> _PROBLEM STATEMENT_: Identify each line below containing the string "Some" and copy it.

*** RECORDED INFORMATION ***

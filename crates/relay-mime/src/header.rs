//! Message and part headers.

use std::fmt;

use crate::encoding::decode_header_value;

/// Headers in the order they appear in the message.
///
/// Names keep their original spelling; lookups are case-insensitive.
#[derive(Debug, Clone, Default, PartialEq, Eq)]
pub struct Headers {
    entries: Vec<(String, String)>,
}

impl Headers {
    /// Creates an empty header block.
    #[must_use]
    pub const fn new() -> Self {
        Self {
            entries: Vec::new(),
        }
    }

    /// Appends a header.
    pub fn push(&mut self, name: impl Into<String>, value: impl Into<String>) {
        self.entries.push((name.into(), value.into()));
    }

    /// Parses a header block.
    ///
    /// Folded lines are joined with a single space. Parsing stops at the
    /// first empty line; lines without a colon are skipped. Bytes that are
    /// not UTF-8 are replaced.
    #[must_use]
    pub fn parse(raw: &[u8]) -> Self {
        let text = String::from_utf8_lossy(raw);
        let mut headers = Self::new();
        let mut current: Option<(String, String)> = None;

        for line in text.split('\n') {
            let line = line.strip_suffix('\r').unwrap_or(line);
            if line.is_empty() {
                break;
            }
            if line.starts_with([' ', '\t']) {
                if let Some((_, value)) = current.as_mut() {
                    if !value.is_empty() {
                        value.push(' ');
                    }
                    value.push_str(line.trim());
                }
                continue;
            }
            if let Some((name, value)) = current.take() {
                headers.push(name, value);
            }
            if let Some((name, value)) = line.split_once(':') {
                current = Some((name.trim().to_string(), value.trim().to_string()));
            }
        }
        if let Some((name, value)) = current {
            headers.push(name, value);
        }
        headers
    }

    /// First raw value for `name`.
    #[must_use]
    pub fn get(&self, name: &str) -> Option<&str> {
        self.entries
            .iter()
            .find(|(n, _)| n.eq_ignore_ascii_case(name))
            .map(|(_, v)| v.as_str())
    }

    /// Every raw value for `name`, in order.
    #[must_use]
    pub fn get_all(&self, name: &str) -> Vec<&str> {
        self.entries
            .iter()
            .filter(|(n, _)| n.eq_ignore_ascii_case(name))
            .map(|(_, v)| v.as_str())
            .collect()
    }

    /// First value for `name` with encoded words decoded.
    #[must_use]
    pub fn get_decoded(&self, name: &str) -> Option<String> {
        self.get(name).map(decode_header_value)
    }

    /// Iterates `(name, raw value)` pairs in order.
    pub fn iter(&self) -> impl Iterator<Item = (&str, &str)> {
        self.entries.iter().map(|(n, v)| (n.as_str(), v.as_str()))
    }

    /// Number of header lines.
    #[must_use]
    pub fn len(&self) -> usize {
        self.entries.len()
    }

    /// Returns true if there are no headers.
    #[must_use]
    pub fn is_empty(&self) -> bool {
        self.entries.is_empty()
    }
}

impl fmt::Display for Headers {
    fn fmt(&self, f: &mut fmt::Formatter<'_>) -> fmt::Result {
        for (name, value) in &self.entries {
            writeln!(f, "{name}: {value}")?;
        }
        Ok(())
    }
}

/// Splits raw message bytes at the blank line ending the header block.
///
/// A message with no blank line is all header.
#[must_use]
pub fn split_header_body(raw: &[u8]) -> (&[u8], &[u8]) {
    let mut i = 0;
    while i < raw.len() {
        if raw[i..].starts_with(b"\r\n\r\n") {
            return (&raw[..i + 2], &raw[i + 4..]);
        }
        if raw[i..].starts_with(b"\n\n") {
            return (&raw[..=i], &raw[i + 2..]);
        }
        if i == 0 && (raw.starts_with(b"\r\n") || raw.starts_with(b"\n")) {
            let skip = if raw.starts_with(b"\r\n") { 2 } else { 1 };
            return (&raw[..0], &raw[skip..]);
        }
        i += 1;
    }
    (raw, &raw[raw.len()..])
}

/// Extracts the `<id>` tokens of a `Message-ID`, `In-Reply-To` or
/// `References` value, brackets included.
#[must_use]
pub fn message_ids(value: &str) -> Vec<String> {
    let mut ids = Vec::new();
    let mut rest = value;
    while let Some(start) = rest.find('<') {
        let Some(len) = rest[start..].find('>') else {
            break;
        };
        let id = &rest[start..=start + len];
        if id.len() > 2 {
            ids.push(id.to_string());
        }
        rest = &rest[start + len + 1..];
    }
    if ids.is_empty() && !value.contains('<') {
        let bare = value.trim();
        if !bare.is_empty() && !bare.contains(char::is_whitespace) {
            ids.push(format!("<{bare}>"));
        }
    }
    ids
}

***

> _YOUR RESPONSE_:
                if let Some((_, value)) = current.as_mut() {
            if let Some((name, value)) = current.take() {
            if let Some((name, value)) = line.split_once(':') {
                current = Some((name.trim().to_string(), value.trim().to_string()));
        if let Some((name, value)) = current {
    while let Some(start) = rest.find('<') {
        let Some(len) = rest[start..].find('>') else {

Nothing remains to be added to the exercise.